[Stored data entries]
Start of Block

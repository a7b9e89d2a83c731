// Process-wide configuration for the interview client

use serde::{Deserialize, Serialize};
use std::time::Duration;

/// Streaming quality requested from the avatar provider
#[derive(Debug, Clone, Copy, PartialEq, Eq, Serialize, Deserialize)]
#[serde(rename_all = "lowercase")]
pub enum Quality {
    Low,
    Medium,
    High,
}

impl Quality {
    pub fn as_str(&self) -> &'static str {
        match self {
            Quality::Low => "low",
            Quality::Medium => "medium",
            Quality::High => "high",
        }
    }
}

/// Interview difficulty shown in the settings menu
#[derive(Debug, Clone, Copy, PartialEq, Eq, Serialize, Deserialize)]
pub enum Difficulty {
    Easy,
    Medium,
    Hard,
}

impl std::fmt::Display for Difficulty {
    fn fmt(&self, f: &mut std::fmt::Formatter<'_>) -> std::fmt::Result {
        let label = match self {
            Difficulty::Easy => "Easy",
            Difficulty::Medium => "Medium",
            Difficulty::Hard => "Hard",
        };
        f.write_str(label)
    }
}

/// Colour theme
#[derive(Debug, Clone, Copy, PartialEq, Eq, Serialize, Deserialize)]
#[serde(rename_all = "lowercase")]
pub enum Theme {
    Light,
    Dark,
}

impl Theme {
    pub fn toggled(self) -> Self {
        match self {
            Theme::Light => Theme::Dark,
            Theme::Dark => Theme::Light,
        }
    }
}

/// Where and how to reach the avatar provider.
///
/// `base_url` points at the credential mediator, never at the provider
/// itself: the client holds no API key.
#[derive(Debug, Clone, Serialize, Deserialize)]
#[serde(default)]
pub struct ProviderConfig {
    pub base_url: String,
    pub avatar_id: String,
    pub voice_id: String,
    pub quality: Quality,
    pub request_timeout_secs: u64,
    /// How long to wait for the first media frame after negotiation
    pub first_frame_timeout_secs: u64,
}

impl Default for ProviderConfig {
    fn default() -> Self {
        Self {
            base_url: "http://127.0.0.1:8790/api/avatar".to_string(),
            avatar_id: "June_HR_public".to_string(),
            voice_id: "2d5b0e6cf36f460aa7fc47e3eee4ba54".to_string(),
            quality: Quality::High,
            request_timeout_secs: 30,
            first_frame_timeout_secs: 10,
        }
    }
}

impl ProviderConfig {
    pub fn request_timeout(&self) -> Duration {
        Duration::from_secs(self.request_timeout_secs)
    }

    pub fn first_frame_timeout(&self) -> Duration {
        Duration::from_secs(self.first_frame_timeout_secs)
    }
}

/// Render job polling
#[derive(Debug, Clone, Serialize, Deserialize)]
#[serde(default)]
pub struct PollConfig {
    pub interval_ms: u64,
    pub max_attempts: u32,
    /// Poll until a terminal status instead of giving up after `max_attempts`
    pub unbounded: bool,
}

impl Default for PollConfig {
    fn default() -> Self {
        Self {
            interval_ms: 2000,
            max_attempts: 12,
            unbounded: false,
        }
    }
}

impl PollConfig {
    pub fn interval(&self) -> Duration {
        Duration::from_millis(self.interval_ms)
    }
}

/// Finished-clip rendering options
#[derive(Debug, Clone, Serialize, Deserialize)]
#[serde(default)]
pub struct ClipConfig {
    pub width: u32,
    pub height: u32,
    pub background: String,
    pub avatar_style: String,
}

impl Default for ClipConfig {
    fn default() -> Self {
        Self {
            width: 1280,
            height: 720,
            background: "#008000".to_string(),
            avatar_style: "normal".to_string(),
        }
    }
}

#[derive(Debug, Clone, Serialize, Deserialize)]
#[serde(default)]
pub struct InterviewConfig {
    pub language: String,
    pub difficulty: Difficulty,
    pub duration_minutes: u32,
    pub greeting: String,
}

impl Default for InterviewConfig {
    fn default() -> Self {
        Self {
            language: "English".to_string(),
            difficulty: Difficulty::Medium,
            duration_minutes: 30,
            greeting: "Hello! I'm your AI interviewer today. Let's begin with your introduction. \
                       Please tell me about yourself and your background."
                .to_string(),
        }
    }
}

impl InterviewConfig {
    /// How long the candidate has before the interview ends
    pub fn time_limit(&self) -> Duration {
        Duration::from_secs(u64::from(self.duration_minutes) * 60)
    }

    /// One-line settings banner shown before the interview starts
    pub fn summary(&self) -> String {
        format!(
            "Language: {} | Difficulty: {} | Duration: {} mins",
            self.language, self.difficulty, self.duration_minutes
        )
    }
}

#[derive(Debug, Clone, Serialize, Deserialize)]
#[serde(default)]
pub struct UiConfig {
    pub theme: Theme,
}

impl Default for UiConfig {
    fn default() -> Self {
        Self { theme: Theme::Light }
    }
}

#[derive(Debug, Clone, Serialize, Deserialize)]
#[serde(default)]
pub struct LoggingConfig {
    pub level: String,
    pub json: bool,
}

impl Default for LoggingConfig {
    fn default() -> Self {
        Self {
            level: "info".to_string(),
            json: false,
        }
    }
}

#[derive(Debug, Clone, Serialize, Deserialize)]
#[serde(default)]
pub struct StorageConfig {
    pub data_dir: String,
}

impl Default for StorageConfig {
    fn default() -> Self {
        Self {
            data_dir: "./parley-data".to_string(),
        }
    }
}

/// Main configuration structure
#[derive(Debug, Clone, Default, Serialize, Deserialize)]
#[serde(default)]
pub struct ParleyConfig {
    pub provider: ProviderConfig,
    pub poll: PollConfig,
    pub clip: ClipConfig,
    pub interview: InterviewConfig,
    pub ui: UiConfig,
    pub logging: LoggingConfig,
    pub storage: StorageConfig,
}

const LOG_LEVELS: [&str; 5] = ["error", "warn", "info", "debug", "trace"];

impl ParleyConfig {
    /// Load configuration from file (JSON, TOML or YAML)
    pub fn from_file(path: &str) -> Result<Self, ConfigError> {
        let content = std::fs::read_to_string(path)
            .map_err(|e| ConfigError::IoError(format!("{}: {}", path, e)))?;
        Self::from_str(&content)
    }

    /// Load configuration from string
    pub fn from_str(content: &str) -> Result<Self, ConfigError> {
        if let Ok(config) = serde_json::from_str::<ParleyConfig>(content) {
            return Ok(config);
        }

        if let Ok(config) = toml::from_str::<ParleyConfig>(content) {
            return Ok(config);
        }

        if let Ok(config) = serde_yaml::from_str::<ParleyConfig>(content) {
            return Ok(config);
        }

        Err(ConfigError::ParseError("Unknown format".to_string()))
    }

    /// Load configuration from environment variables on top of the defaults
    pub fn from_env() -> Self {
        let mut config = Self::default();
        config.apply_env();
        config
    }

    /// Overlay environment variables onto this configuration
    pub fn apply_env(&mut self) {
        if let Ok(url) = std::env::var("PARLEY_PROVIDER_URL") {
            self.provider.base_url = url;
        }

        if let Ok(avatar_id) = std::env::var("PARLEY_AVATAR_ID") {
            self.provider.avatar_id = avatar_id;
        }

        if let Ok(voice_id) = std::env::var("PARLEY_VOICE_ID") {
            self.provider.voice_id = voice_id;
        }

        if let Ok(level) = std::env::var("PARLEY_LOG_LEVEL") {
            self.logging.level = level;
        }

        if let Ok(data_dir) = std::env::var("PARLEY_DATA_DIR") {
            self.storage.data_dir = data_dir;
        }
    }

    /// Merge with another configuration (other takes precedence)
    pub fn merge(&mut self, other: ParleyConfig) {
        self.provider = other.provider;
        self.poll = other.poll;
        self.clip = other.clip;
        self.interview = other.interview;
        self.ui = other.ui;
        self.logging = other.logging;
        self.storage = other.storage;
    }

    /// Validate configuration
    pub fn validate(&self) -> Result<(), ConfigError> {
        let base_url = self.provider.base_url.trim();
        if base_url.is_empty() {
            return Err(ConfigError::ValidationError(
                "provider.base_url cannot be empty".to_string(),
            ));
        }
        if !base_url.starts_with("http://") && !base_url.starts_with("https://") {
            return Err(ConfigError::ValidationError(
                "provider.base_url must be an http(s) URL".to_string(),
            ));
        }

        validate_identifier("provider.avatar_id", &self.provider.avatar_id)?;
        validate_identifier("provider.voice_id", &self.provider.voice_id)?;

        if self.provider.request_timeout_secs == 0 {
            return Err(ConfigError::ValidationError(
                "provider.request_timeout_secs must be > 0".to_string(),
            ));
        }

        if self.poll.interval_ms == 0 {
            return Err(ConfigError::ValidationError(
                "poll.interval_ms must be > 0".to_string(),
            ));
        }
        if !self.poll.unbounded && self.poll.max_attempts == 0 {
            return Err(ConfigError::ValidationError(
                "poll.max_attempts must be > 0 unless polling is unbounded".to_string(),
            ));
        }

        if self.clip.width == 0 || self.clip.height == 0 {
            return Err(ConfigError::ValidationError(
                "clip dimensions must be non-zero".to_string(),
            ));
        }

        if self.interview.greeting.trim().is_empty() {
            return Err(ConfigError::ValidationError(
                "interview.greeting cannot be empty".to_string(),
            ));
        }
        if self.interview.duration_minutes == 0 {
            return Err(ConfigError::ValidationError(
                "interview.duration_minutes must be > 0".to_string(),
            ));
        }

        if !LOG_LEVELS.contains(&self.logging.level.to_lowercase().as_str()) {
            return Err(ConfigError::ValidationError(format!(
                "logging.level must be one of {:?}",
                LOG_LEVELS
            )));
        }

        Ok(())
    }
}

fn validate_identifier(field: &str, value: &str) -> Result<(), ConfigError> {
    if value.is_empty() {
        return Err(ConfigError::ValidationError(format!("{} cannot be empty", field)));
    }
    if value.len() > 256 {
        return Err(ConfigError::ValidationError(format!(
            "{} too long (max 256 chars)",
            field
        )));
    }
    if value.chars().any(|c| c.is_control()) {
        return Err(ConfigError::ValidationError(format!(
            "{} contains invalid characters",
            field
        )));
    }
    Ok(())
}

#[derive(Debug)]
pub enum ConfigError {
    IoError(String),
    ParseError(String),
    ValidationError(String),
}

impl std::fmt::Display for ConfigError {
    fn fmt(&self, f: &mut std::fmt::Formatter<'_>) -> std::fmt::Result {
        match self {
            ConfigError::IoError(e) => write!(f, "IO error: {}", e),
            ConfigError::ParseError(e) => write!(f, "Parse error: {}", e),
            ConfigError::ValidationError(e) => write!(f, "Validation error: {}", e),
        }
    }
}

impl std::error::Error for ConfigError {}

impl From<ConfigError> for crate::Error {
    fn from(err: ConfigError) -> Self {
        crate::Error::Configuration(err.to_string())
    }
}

End of Block

-- TASK STATEMENT --
All lines above that include the word "StorageConfig" must be copied into the answer.

-- EXERCISE OUTPUT --
pub struct StorageConfig {
impl Default for StorageConfig {
    pub storage: StorageConfig,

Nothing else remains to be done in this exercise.